Corticosteroids: early psychiatric side-effects

Risk of early psychiatric side-effects is one of several important safety issues for healthcare professionals to discuss with patients and carers, who should seek urgent medical advice in the event of any worrying symptoms.

Article date: September 2007

Corticosteroids are used in varying doses to treat a wide range of diseases. Psychiatric side-effects can occur with all systemic steroids. A recent case report of the suicide of a 16-year-old has highlighted the need to consider these common reactions and warn patients and their carers about the risks.

Types of reaction

A wide range of psychiatric reactions have been reported in association with corticosteroids, including: affective disorders (eg, irritable, euphoric, depressed, and labile mood, and suicidal thoughts); psychotic reactions (eg, mania, delusions, hallucinations, and aggravation of schizophrenia); behavioural disturbances; irritability; anxiety; sleep disturbances; and cognitive dysfunction (including confusion and amnesia).

Onset, severity, frequency, and risk factors

Psychiatric symptoms typically emerge a few days or weeks after the start of treatment. Risks may be higher with high doses compared with low doses, although there is no clear relation between dose and type, severity, or duration of reactions. Most patients recover from these reactions after dose reduction or withdrawal, although specific treatment might be necessary.

Reactions can occur in adults and children. In adults, the frequency of severe psychiatric reactions might be as high as 5–6%.(Lewis DA, Smith RE. J Affect Disord 1983; 5: 319–32) Psychiatric side-effects have also been reported on withdrawal of corticosteroids. Patients with previous history or close family history of severe affective disorders (especially steroid psychosis) should be treated with particular care; however, there is no firm evidence of an increased risk in these patients compared with others.

Important information for patients and carers

  • All patients (or their carers) should be informed of the important benefits of steroid treatment, and should be warned of the most important safety issues associated with acute and chronic use (see box below)
  • All patients (or their carers) who receive systemic steroids should receive a Patient Information Leaflet
  • All patients should seek urgent medical advice in the event of worrying symptoms (eg, suicidal thoughts) or illness while taking systemic steroids
  • Patients who take systemic steroids for more than 3 weeks or high-dose inhaled steroids should not stop treatment abruptly, and should be given a steroid card by their doctor or pharmacist (Current Problems in Pharmacovigilance 1998; 24: 5–7, (Current Problems in Pharmacovigilance: Volume 24 (Pages 5-10) May 1998),(Current Problems in Pharmacovigilance 2006; 31: 5, Current Problems in Pharmacovigilance: Volume 31 (pages 1-12) May 2006)
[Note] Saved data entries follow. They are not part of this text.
//! DTOs for the redirect info and click endpoints.

use serde::{Deserialize, Serialize};

#[derive(Debug, Serialize)]
pub struct RedirectInfoResponse {
    pub original_url: String,
}

/// Optional body of `POST /api/redirect/{code}/click`.
#[derive(Debug, Default, Deserialize)]
pub struct ClickRequest {
    pub referrer: Option<String>,
}
//! DTOs for analytics endpoints.

use serde::{Deserialize, Serialize};

use crate::api::dto::link::LinkResponse;
use crate::domain::analytics::{Breakdown, DailyPoint, LinkAnalytics, Period, Summary, TrendPoint};

/// `?period=day|week|month|year`; anything else means a week.
#[derive(Debug, Default, Deserialize)]
pub struct PeriodParams {
    pub period: Option<String>,
}

impl PeriodParams {
    pub fn period(&self) -> Period {
        Period::parse(self.period.as_deref())
    }
}

/// `?format=csv|json&period=...` for exports.
#[derive(Debug, Default, Deserialize)]
pub struct ExportParams {
    pub format: Option<String>,
    pub period: Option<String>,
}

#[derive(Debug, Serialize)]
pub struct DashboardResponse {
    pub period: &'static str,
    pub total_links: i64,
    pub active_links: i64,
    pub total_clicks: i64,
    pub today_clicks: i64,
    pub period_clicks: i64,
    pub click_trends: Vec<TrendPoint>,
    pub recent_links: Vec<LinkResponse>,
}

#[derive(Debug, Serialize)]
pub struct GeographicEntry {
    pub country: String,
    pub clicks: i64,
    pub percentage: f64,
}

#[derive(Debug, Serialize)]
pub struct DeviceEntry {
    #[serde(rename = "type")]
    pub device_type: String,
    pub clicks: i64,
    pub percentage: f64,
}

#[derive(Debug, Serialize)]
pub struct BrowserEntry {
    pub browser: String,
    pub clicks: i64,
    pub percentage: f64,
}

#[derive(Debug, Serialize)]
pub struct OsEntry {
    pub os: String,
    pub clicks: i64,
    pub percentage: f64,
}

#[derive(Debug, Serialize)]
pub struct ReferrerEntry {
    pub source: String,
    pub clicks: i64,
    pub percentage: f64,
}

macro_rules! from_breakdown {
    ($entry:ident, $field:ident) => {
        impl From<Breakdown> for $entry {
            fn from(b: Breakdown) -> Self {
                Self {
                    $field: b.category,
                    clicks: b.clicks,
                    percentage: b.percentage,
                }
            }
        }
    };
}

from_breakdown!(GeographicEntry, country);
from_breakdown!(DeviceEntry, device_type);
from_breakdown!(BrowserEntry, browser);
from_breakdown!(OsEntry, os);
from_breakdown!(ReferrerEntry, source);

/// Per-link report; each breakdown names its category key after what it counts.
#[derive(Debug, Serialize)]
pub struct LinkAnalyticsResponse {
    pub summary: Summary,
    pub time_series: Vec<DailyPoint>,
    pub geographic: Vec<GeographicEntry>,
    pub devices: Vec<DeviceEntry>,
    pub browsers: Vec<BrowserEntry>,
    pub operating_systems: Vec<OsEntry>,
    pub referrers: Vec<ReferrerEntry>,
}

fn entries<T: From<Breakdown>>(rows: Vec<Breakdown>) -> Vec<T> {
    rows.into_iter().map(T::from).collect()
}

impl From<LinkAnalytics> for LinkAnalyticsResponse {
    fn from(report: LinkAnalytics) -> Self {
        Self {
            summary: report.summary,
            time_series: report.time_series,
            geographic: entries(report.geographic),
            devices: entries(report.devices),
            browsers: entries(report.browsers),
            operating_systems: entries(report.operating_systems),
            referrers: entries(report.referrers),
        }
    }
}

#[cfg(test)]
mod tests {
    use super::*;
    use serde_json::json;

    #[test]
    fn test_period_params() {
        let p = PeriodParams {
            period: Some("month".to_string()),
        };
        assert_eq!(p.period(), Period::Month);
        assert_eq!(PeriodParams::default().period(), Period::Week);
    }

    #[test]
    fn test_breakdown_keys_are_named_per_array() {
        let row = |category: &str| Breakdown {
            category: category.to_string(),
            clicks: 1,
            percentage: 0.5,
        };
        let report = LinkAnalytics {
            summary: Summary {
                total_clicks: 2,
                unique_clicks: 1,
                peak_hour: None,
                peak_day: None,
                avg_daily_clicks: 2.0,
            },
            time_series: vec![],
            geographic: vec![row("unknown")],
            devices: vec![row("mobile")],
            browsers: vec![row("Safari")],
            operating_systems: vec![row("iOS")],
            referrers: vec![row("t.co")],
        };

        let body = serde_json::to_value(LinkAnalyticsResponse::from(report)).unwrap();

        assert_eq!(
            body["devices"][0],
            json!({ "type": "mobile", "clicks": 1, "percentage": 0.5 })
        );
        assert_eq!(body["geographic"][0]["country"], "unknown");
        assert_eq!(body["browsers"][0]["browser"], "Safari");
        assert_eq!(body["operating_systems"][0]["os"], "iOS");
        assert_eq!(body["referrers"][0]["source"], "t.co");
        assert!(body["devices"][0].get("category").is_none());
    }
}
//! Core domain entities representing the business data model.
//!
//! # Entity Types
//!
//! - [`Link`] - A shortened URL owned by a user
//! - [`ClickLog`] - One resolution event against a link
//! - [`User`] - Owner of links and API tokens
//!
//! Creation and partial-update inputs live next to their entity
//! (`NewLink`, `LinkPatch`, `NewClick`).

pub mod click;
pub mod link;
pub mod user;

pub use click::{ClickLog, DeviceType, NewClick, UNKNOWN};
pub use link::{
    Availability, Link, LinkPage, LinkPatch, LinkQuery, LinkSort, LinkTotals, NewLink,
    ResolvedLink,
};
pub use user::{AuthUser, User};
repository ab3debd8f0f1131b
//! HTTP middleware for request processing and protection.
//!
//! Provides authentication, rate limiting, and observability middleware.

pub mod auth;
pub mod rate_limit;
pub mod tracing;
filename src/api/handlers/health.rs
//! Handler for health check endpoint.

use axum::{Json, extract::State, http::StatusCode};

use crate::api::dto::health::{CheckStatus, HealthChecks, HealthResponse};
use crate::state::AppState;

/// Returns service health status with component checks.
///
/// # Endpoint
///
/// `GET /health`
///
/// # Response Codes
///
/// - **200 OK**: All components healthy
/// - **503 Service Unavailable**: One or more components degraded
///
/// # Components Checked
///
/// 1. **Database**: `SELECT 1` on the pool
/// 2. **Click Queue**: Channel open, free slots out of capacity
/// 3. **Cache**: Redis PING, or reported as disabled
///
/// # Response
///
/// ```json
/// {
///   "status": "healthy",
///   "version": "0.1.0",
///   "checks": {
///     "database": { "status": "ok", "message": "Connected" },
///     "click_queue": { "status": "ok", "message": "Free slots: 10000/10000" },
///     "cache": { "status": "ok", "message": "Caching disabled" }
///   }
/// }
/// ```
pub async fn health_handler(
    State(state): State<AppState>,
) -> Result<Json<HealthResponse>, (StatusCode, Json<HealthResponse>)> {
    let database = check_database(&state).await;
    let click_queue = check_click_queue(&state);
    let cache = check_cache(&state).await;

    let all_healthy = database.is_ok() && click_queue.is_ok() && cache.is_ok();

    let response = HealthResponse {
        status: if all_healthy { "healthy" } else { "degraded" },
        version: env!("CARGO_PKG_VERSION"),
        checks: HealthChecks {
            database,
            click_queue,
            cache,
        },
    };

    if all_healthy {
        Ok(Json(response))
    } else {
        Err((StatusCode::SERVICE_UNAVAILABLE, Json(response)))
    }
}

async fn check_database(state: &AppState) -> CheckStatus {
    match sqlx::query_scalar::<_, i64>("SELECT 1")
        .fetch_one(state.db.as_ref())
        .await
    {
        Ok(_) => CheckStatus::ok("Connected"),
        Err(e) => {
            tracing::warn!("Health check database error: {}", e);
            CheckStatus::error("Database unreachable")
        }
    }
}

fn check_click_queue(state: &AppState) -> CheckStatus {
    if state.click_queue.is_closed() {
        CheckStatus::error("Click queue is closed")
    } else {
        CheckStatus::ok(format!(
            "Free slots: {}/{}",
            state.click_queue.capacity(),
            state.click_queue.max_capacity()
        ))
    }
}

async fn check_cache(state: &AppState) -> CheckStatus {
    match state.cache.backend() {
        "disabled" => CheckStatus::ok("Caching disabled"),
        backend => {
            if state.cache.health_check().await {
                CheckStatus::ok(format!("{backend} connected"))
            } else {
                CheckStatus::error(format!("{backend} connection failed"))
            }
        }
    }
}
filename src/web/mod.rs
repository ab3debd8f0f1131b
//! Static frontend layer.
//!
//! The single-page frontend is deployed as a build directory next to the
//! binary. This layer serves its assets and the `index.html` shell, and
//! decides which paths belong to the frontend rather than the redirector.
//!
//! # Modules
//!
//! - [`frontend`] - Route table and static directory settings
//! - [`handlers`] - Shell, asset and catch-all handlers

pub mod frontend;
pub mod handlers;

pub use frontend::FrontendConfig;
A list of questions and answers for patients on the safety of corticosteroids is available on the MHRA website.

Key safety issues to discuss with patients given systemic steroids and their carers

  • Endocrine: adrenal suppression, Cushing’s syndrome

  • Eye: cataracts, glaucoma, and papilloedema

  • Gastrointestinal: ulceration, pancreatitis, candidiasis

  • Immune: increased susceptibility to infections—especially chickenpox

  • Musculoskeletal: myopathy, osteoporosis, fractures, growth suppression

  • Neurological: aggravation of epilepsy

  • Psychiatric: psychosis; affective (eg, risk of suicide), behavioural, and cognitive disorders

Article citation: Drug Safety Update September 2007, vol 1 issue 2: 9.